## Exercise details:
In the entries that follow, the first line to write out is the one containing "Copy the valid", and the last is the one containing "let layout = geometry.fragment();". Reproduce that stretch exactly, with nothing before or after it.

[Stored data entries]
════════════════

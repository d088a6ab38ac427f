//! Reassembly of hardware fragments into output frames.
//!
//! The camera may deliver one frame as several fragments of `slice_height`
//! rows each, every plane padded to the port's `stride`. For packed planar
//! layouts the fragments are copied row by row into the destination frame
//! geometry. Everything else is appended as it arrives.
//!
//! The last fragment of a frame usually carries fewer valid rows than a
//! full slice: the remainder is discarded padding.

use crate::buffer::Buffer;
use crate::format::RawLayout;
use crate::il::{Acquire, IlBuffer, IlBufferFlags, IlError, PortHandle};
use crate::video_info::VideoInfo;
use thiserror::Error;

/// Per-frame data errors.
///
/// None of these is fatal to the source: the affected frame is zeroed and
/// flagged, and capture continues with the next one.
#[derive(Error, Debug, Clone, PartialEq, Eq)]
pub enum FrameError {
    /// The hardware flagged a fragment as corrupt.
    #[error("hardware reported corrupt data")]
    Corrupt,

    /// A fragment holds fewer bytes than its geometry requires.
    #[error("fragment too small: needed {needed} bytes, has {available}")]
    FragmentOverflow {
        /// Bytes the copy would read.
        needed: usize,
        /// Bytes the fragment holds.
        available: usize,
    },

    /// The fragments deliver more data than the frame can hold.
    #[error("frame overflow: needed {needed} bytes, room for {available}")]
    FrameOverflow {
        /// Bytes the copy would write.
        needed: usize,
        /// Bytes available in the frame.
        available: usize,
    },

    /// The frame ended before all rows were delivered.
    #[error("incomplete frame: copied {copied} of {expected} bytes")]
    Incomplete {
        /// Bytes delivered.
        copied: usize,
        /// Bytes expected.
        expected: usize,
    },

    /// A compressed frame ended without any payload.
    #[error("empty frame")]
    Empty,

    /// A fragment could not be handed back to the hardware.
    #[error("failed to release fragment: {0}")]
    Release(#[source] IlError),
}

/// Why a poll ended without a frame.
#[derive(Debug, Clone, Copy, PartialEq, Eq)]
pub enum Interruption {
    /// The port is flushing.
    Flushing,
    /// The port needs reconfiguration.
    Reconfigure,
    /// End of stream.
    Eos,
    /// The component reported an error.
    Error,
}

/// Result of a successful poll.
#[derive(Debug, Clone, Copy, PartialEq, Eq)]
pub enum PollOutcome {
    /// A complete frame was written to the destination.
    Complete {
        /// Bytes written.
        bytes: usize,
        /// Fragments consumed.
        fragments: u32,
    },
    /// Acquisition stopped before the frame completed. Not an error: the
    /// destination holds nothing meaningful and must not be pushed.
    Interrupted(Interruption),
}

/// Layout of the fragments delivered by a port.
///
/// # Examples
///
/// ```rust
/// use omxcamsrc::camera::FragmentGeometry;
/// use omxcamsrc::format::RawLayout;
///
/// let geometry = FragmentGeometry::new(RawLayout::I420, 640, 256, 480).unwrap();
/// assert_eq!(geometry.discard_rows(), 32);
/// assert_eq!(geometry.valid_rows(false), 256);
/// assert_eq!(geometry.valid_rows(true), 224);
/// ```
#[derive(Debug, Clone, Copy, PartialEq, Eq)]
pub struct FragmentGeometry {
    stride: usize,
    slice_height: usize,
    frame_height: usize,
    fragment: VideoInfo,
}

impl FragmentGeometry {
    /// Geometry of `slice_height`-row fragments of a `frame_height`-row
    /// frame, each plane `stride` bytes wide.
    ///
    /// Returns `None` when the port does not slice frames.
    pub fn new(layout: RawLayout, stride: usize, slice_height: usize, frame_height: usize) -> Option<Self> {
        if stride == 0 || slice_height == 0 {
            return None;
        }
        let fragment = VideoInfo::new(
            layout,
            u32::try_from(stride).ok()?,
            u32::try_from(slice_height).ok()?,
        );
        Some(Self {
            stride,
            slice_height,
            frame_height,
            fragment,
        })
    }

    /// Row stride of the first plane in bytes.
    pub fn stride(&self) -> usize {
        self.stride
    }

    /// Rows of the first plane per fragment.
    pub fn slice_height(&self) -> usize {
        self.slice_height
    }

    /// Plane layout inside one fragment.
    pub fn fragment(&self) -> &VideoInfo {
        &self.fragment
    }

    /// Size in bytes of one full fragment.
    pub fn fragment_size(&self) -> usize {
        self.fragment.size()
    }

    /// Padding rows at the end of the last fragment, first plane.
    pub fn discard_rows(&self) -> usize {
        discard(self.slice_height, self.frame_height)
    }

    /// Valid rows of the first plane in a fragment.
    pub fn valid_rows(&self, last: bool) -> usize {
        if last {
            self.slice_height - self.discard_rows()
        } else {
            self.slice_height
        }
    }

    /// Valid rows of `plane` in a fragment of `frame`.
    ///
    /// Sub-sampled planes carry fewer rows per fragment, so their padding is
    /// derived from their own height rather than from the first plane's.
    pub fn plane_valid_rows(&self, frame: &VideoInfo, plane: usize, last: bool) -> usize {
        let max_rows = self.fragment.plane_height(plane);
        if last {
            max_rows - discard(max_rows, frame.plane_height(plane))
        } else {
            max_rows
        }
    }
}

fn discard(slice: usize, height: usize) -> usize {
    if slice == 0 {
        return 0;
    }
    match height % slice {
        0 => 0,
        rem => slice - rem,
    }
}

/// Bytes of `frame` covered by plane rows.
fn frame_payload(frame: &VideoInfo) -> usize {
    (0..frame.n_planes())
        .map(|p| frame.stride(p) * frame.plane_height(p))
        .sum()
}

/// Assembles one output frame per [`poll`](Self::poll).
#[derive(Debug, Clone, Copy)]
pub struct FrameReassembler {
    frame: Option<VideoInfo>,
    fragment: Option<FragmentGeometry>,
    packed: bool,
}

impl FrameReassembler {
    /// Reassembler for raw frames of geometry `frame`.
    ///
    /// `fragment` describes sliced delivery; `packed` selects the row-wise
    /// copy for stride-padded planar layouts.
    pub fn raw(frame: VideoInfo, fragment: Option<FragmentGeometry>, packed: bool) -> Self {
        Self {
            frame: Some(frame),
            fragment,
            packed,
        }
    }

    /// Reassembler for compressed frames.
    pub fn compressed() -> Self {
        Self {
            frame: None,
            fragment: None,
            packed: false,
        }
    }

    /// Acquire fragments from `port` until one carries end-of-frame, writing
    /// them into `dest`.
    ///
    /// Blocks in acquisition without holding any lock of the caller. Every
    /// acquired fragment is released, whatever the copy outcome.
    pub fn poll(&self, port: &PortHandle, dest: &mut Buffer) -> Result<PollOutcome, FrameError> {
        let expected = match &self.frame {
            Some(frame) => {
                if dest.len() < frame.size() {
                    return Err(FrameError::FrameOverflow {
                        needed: frame.size(),
                        available: dest.len(),
                    });
                }
                frame_payload(frame)
            }
            None => dest.len(),
        };

        let mut copied = 0usize;
        let mut fragments = 0u32;
        loop {
            let fragment = match port.acquire() {
                Acquire::Buffer(buffer) => buffer,
                Acquire::Flushing => return Ok(PollOutcome::Interrupted(Interruption::Flushing)),
                Acquire::Reconfigure => {
                    return Ok(PollOutcome::Interrupted(Interruption::Reconfigure));
                }
                Acquire::Eos => return Ok(PollOutcome::Interrupted(Interruption::Eos)),
                Acquire::Error => return Ok(PollOutcome::Interrupted(Interruption::Error)),
            };

            let last = fragment.flags.contains(IlBufferFlags::ENDOFFRAME);
            tracing::trace!(
                id = fragment.id,
                filled = fragment.filled_len,
                last,
                "fragment acquired"
            );
            let copy = self.copy_fragment(&fragment, fragments as usize, last, copied, expected, dest);
            let released = port.release(fragment);
            copied += copy?;
            released.map_err(FrameError::Release)?;

            fragments += 1;
            if last {
                break;
            }
        }

        match &self.frame {
            Some(frame) => {
                if copied != expected {
                    return Err(FrameError::Incomplete { copied, expected });
                }
                dest.truncate(frame.size());
            }
            None => {
                if copied == 0 {
                    return Err(FrameError::Empty);
                }
                dest.truncate(copied);
            }
        }
        Ok(PollOutcome::Complete {
            bytes: copied,
            fragments,
        })
    }

    fn copy_fragment(
        &self,
        fragment: &IlBuffer,
        index: usize,
        last: bool,
        copied: usize,
        expected: usize,
        dest: &mut Buffer,
    ) -> Result<usize, FrameError> {
        if fragment.flags.contains(IlBufferFlags::DATACORRUPT) {
            return Err(FrameError::Corrupt);
        }
        let payload = fragment.payload();
        match (&self.frame, &self.fragment) {
            (Some(frame), Some(geometry)) if self.packed => {
                let produced = copy_rows(frame, geometry, payload, index, last, dest.as_mut_slice())?;
                if copied + produced > expected {
                    return Err(FrameError::FrameOverflow {
                        needed: copied + produced,
                        available: expected,
                    });
                }
                Ok(produced)
            }
            _ => {
                let end = copied + payload.len();
                if end > expected {
                    return Err(FrameError::FrameOverflow {
                        needed: end,
                        available: expected,
                    });
                }
                let Some(slot) = dest.as_mut_slice().get_mut(copied..end) else {
                    return Err(FrameError::FrameOverflow {
                        needed: end,
                        available: dest.len(),
                    });
                };
                slot.copy_from_slice(payload);
                Ok(payload.len())
            }
        }
    }
}

/// Copy the valid rows of fragment number `index` into `dest`, plane by
/// plane. Returns the destination bytes covered.
fn copy_rows(
    frame: &VideoInfo,
    geometry: &FragmentGeometry,
    payload: &[u8],
    index: usize,
    last: bool,
    dest: &mut [u8],
) -> Result<usize, FrameError> {
    let layout = geometry.fragment();
    let mut consumed = 0usize;
    let mut produced = 0usize;

    for plane in 0..frame.n_planes() {
        let rows = geometry.plane_valid_rows(frame, plane, last);
        let first_row = index * layout.plane_height(plane);
        let src_stride = layout.stride(plane);
        let dst_stride = frame.stride(plane);

        consumed += src_stride * rows;
        if consumed > payload.len() {
            return Err(FrameError::FragmentOverflow {
                needed: consumed,
                available: payload.len(),
            });
        }
        if first_row + rows > frame.plane_height(plane) {
            return Err(FrameError::FrameOverflow {
                needed: (first_row + rows) * dst_stride,
                available: frame.plane_height(plane) * dst_stride,
            });
        }

        let row_len = src_stride.min(dst_stride);
        for row in 0..rows {
            let src_at = layout.offset(plane) + row * src_stride;
            let dst_at = frame.offset(plane) + (first_row + row) * dst_stride;
            let src = payload
                .get(src_at..src_at + row_len)
                .ok_or(FrameError::FragmentOverflow {
                    needed: src_at + row_len,
                    available: payload.len(),
                })?;
            let available = dest.len();
            let dst = dest
                .get_mut(dst_at..dst_at + row_len)
                .ok_or(FrameError::FrameOverflow {
                    needed: dst_at + row_len,
                    available,
                })?;
            dst.copy_from_slice(src);
        }
        produced += dst_stride * rows;
    }
    Ok(produced)
}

════════════════

## Written answer:
/// Copy the valid rows of fragment number `index` into `dest`, plane by
/// plane. Returns the destination bytes covered.
fn copy_rows(
    frame: &VideoInfo,
    geometry: &FragmentGeometry,
    payload: &[u8],
    index: usize,
    last: bool,
    dest: &mut [u8],
) -> Result<usize, FrameError> {
    let layout = geometry.fragment();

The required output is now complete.